## WHAT IS EXPECTED
Between the line containing "cache.events.clear();" and the line containing "fetch re-checks the" lies a run of lines; give that run again exactly, with both of those lines, and nothing else from the entries below.

## EXERCISE DATA
use crate::cache::CachedView;
use crate::config::WatchConfig;
use crate::error::PollError;
use chrono::{DateTime, Utc};
use cw_events::types::EventRecord;
use serde::Serialize;
use std::path::PathBuf;
use std::sync::Arc;
use std::time::Duration;
use tokio::sync::{Mutex, Notify, watch};
use tokio::task::JoinHandle;
use tokio::time::MissedTickBehavior;

const FETCH_TIMEOUT_SECS: u64 = 10;
const PROBE_TIMEOUT_SECS: u64 = 5;

#[derive(Debug, Clone, PartialEq, Serialize)]
pub struct PollerView {
    pub events: Vec<EventRecord>,
    pub connected: bool,
    pub is_polling: bool,
    pub last_update: Option<DateTime<Utc>>,
}

#[derive(Debug, Clone, Copy, PartialEq, Eq)]
pub enum PollOutcome {
    Updated { delta: usize },
    Unchanged,
    Failed,
}

struct Shared {
    cache: Mutex<CachedView>,
    view_tx: watch::Sender<PollerView>,
    cache_path: PathBuf,
}

pub struct Poller {
    shared: Arc<Shared>,
    view_rx: watch::Receiver<PollerView>,
    shutdown: watch::Sender<bool>,
    refresh: Arc<Notify>,
    handles: Vec<JoinHandle<()>>,
}

impl Poller {
    // Loads the durable cache synchronously before any network traffic, so
    // a restarted session shows the last good view instead of an empty one.
    pub fn start(config: WatchConfig) -> Result<Self, PollError> {
        let cache = CachedView::load(&config.cache_path)?;
        let initial = PollerView {
            events: cache.events.clone(),
            connected: false,
            is_polling: false,
            last_update: cache.last_update,
        };
        let (view_tx, view_rx) = watch::channel(initial);
        let (shutdown, _) = watch::channel(false);
        let refresh = Arc::new(Notify::new());

        let shared = Arc::new(Shared {
            cache: Mutex::new(cache),
            view_tx,
            cache_path: config.cache_path.clone(),
        });

        let client = reqwest::Client::builder()
            .timeout(Duration::from_secs(FETCH_TIMEOUT_SECS))
            .build()
            .map_err(|err| PollError::Transport {
                message: err.to_string(),
            })?;

        let handles = vec![
            tokio::spawn(poll_loop(
                shared.clone(),
                client.clone(),
                config.clone(),
                shutdown.subscribe(),
                refresh.clone(),
            )),
            tokio::spawn(probe_loop(
                shared.clone(),
                client,
                config,
                shutdown.subscribe(),
            )),
        ];

        Ok(Self {
            shared,
            view_rx,
            shutdown,
            refresh,
            handles,
        })
    }

    pub fn view(&self) -> watch::Receiver<PollerView> {
        self.view_rx.clone()
    }

    pub fn force_refresh(&self) {
        self.refresh.notify_one();
    }

    pub async fn clear_events(&self) -> Result<(), PollError> {
        let mut cache = self.shared.cache.lock().await;
        cache.events.clear();
        cache.last_seen_count = 0;
        cache.last_seq = 0;
        cache.last_update = Some(Utc::now());
        cache.save(&self.shared.cache_path)?;
        let last_update = cache.last_update;
        self.shared.view_tx.send_modify(|view| {
            view.events.clear();
            view.last_update = last_update;
        });
        Ok(())
    }

    // Cancels both timers and joins them; an in-flight fetch re-checks the
    // shutdown flag before touching the cache, so nothing lands after stop.
    pub async fn stop(mut self) {
        let _ = self.shutdown.send(true);
        for handle in self.handles.drain(..) {
            let _ = handle.await;
        }
    }
}

async fn poll_loop(
    shared: Arc<Shared>,
    client: reqwest::Client,
    config: WatchConfig,
    mut shutdown: watch::Receiver<bool>,
    refresh: Arc<Notify>,
) {
    let mut interval = tokio::time::interval(Duration::from_secs(config.poll_interval_secs));
    interval.set_missed_tick_behavior(MissedTickBehavior::Delay);
    let events_url = config.events_url();

    loop {
        tokio::select! {
            _ = shutdown.changed() => return,
            _ = interval.tick() => {}
            _ = refresh.notified() => {}
        }

        shared.view_tx.send_modify(|view| view.is_polling = true);
        let result = fetch_events(&client, &events_url).await;
        if *shutdown.borrow() {
            return;
        }

        let mut cache = shared.cache.lock().await;
        let outcome = apply_poll(&mut cache, result, Utc::now());
        match outcome {
            PollOutcome::Updated { delta } => {
                if let Err(err) = cache.save(&shared.cache_path) {
                    tracing::warn!(error = %err, "failed to persist cache");
                }
                tracing::debug!(delta, total = cache.last_seen_count, last_seq = cache.last_seq, "view updated");
            }
            PollOutcome::Unchanged => {
                tracing::trace!(total = cache.last_seen_count, "no new events");
            }
            PollOutcome::Failed => {
                tracing::debug!("poll failed, keeping last known view");
            }
        }

        let events = cache.events.clone();
        let last_update = cache.last_update;
        drop(cache);

        shared.view_tx.send_modify(|view| {
            view.is_polling = false;
            view.connected = outcome != PollOutcome::Failed;
            if let PollOutcome::Updated { .. } = outcome {
                view.events = events;
                view.last_update = last_update;
            }
        });
    }
}

async fn probe_loop(
    shared: Arc<Shared>,
    client: reqwest::Client,
    config: WatchConfig,
    mut shutdown: watch::Receiver<bool>,
) {
    let mut interval = tokio::time::interval(Duration::from_secs(config.probe_interval_secs));
    interval.set_missed_tick_behavior(MissedTickBehavior::Delay);
    let health_url = config.health_url();

    loop {
        tokio::select! {
            _ = shutdown.changed() => return,
            _ = interval.tick() => {}
        }

        let alive = probe_once(&client, &health_url).await;
        if *shutdown.borrow() {
            return;
        }
        shared.view_tx.send_modify(|view| view.connected = alive);
    }
}

async fn fetch_events(
    client: &reqwest::Client,
    url: &str,
) -> Result<Vec<EventRecord>, PollError> {
    let response = client
        .get(url)
        .send()
        .await
        .map_err(|err| PollError::Transport {
            message: err.to_string(),
        })?;
    if !response.status().is_success() {
        return Err(PollError::Transport {
            message: format!("source returned {}", response.status()),
        });
    }
    response.json().await.map_err(|err| PollError::Transport {
        message: err.to_string(),
    })
}

async fn probe_once(client: &reqwest::Client, url: &str) -> bool {
    let request = client.get(url).timeout(Duration::from_secs(PROBE_TIMEOUT_SECS));
    match request.send().await {
        Ok(response) => response.status().is_success(),
        Err(_) => false,
    }
}

// Count-based change detection, as the dashboard behaves today: growth
// replaces the whole view, shrinkage and equality are "no change", and a
// transport failure never discards previously good data.
fn apply_poll(
    cache: &mut CachedView,
    result: Result<Vec<EventRecord>, PollError>,
    now: DateTime<Utc>,
) -> PollOutcome {
    match result {
        Ok(events) => {
            if events.len() > cache.last_seen_count {
                let delta = events.len() - cache.last_seen_count;
                cache.last_seq = events.iter().map(|event| event.seq).max().unwrap_or(0);
                cache.last_seen_count = events.len();
                cache.events = events;
                cache.last_update = Some(now);
                PollOutcome::Updated { delta }
            } else {
                PollOutcome::Unchanged
            }
        }
        Err(_) => PollOutcome::Failed,
    }
}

## COMPLETED TASK
        cache.events.clear();
        cache.last_seen_count = 0;
        cache.last_seq = 0;
        cache.last_update = Some(Utc::now());
        cache.save(&self.shared.cache_path)?;
        let last_update = cache.last_update;
        self.shared.view_tx.send_modify(|view| {
            view.events.clear();
            view.last_update = last_update;
        });
        Ok(())
    }

    // Cancels both timers and joins them; an in-flight fetch re-checks the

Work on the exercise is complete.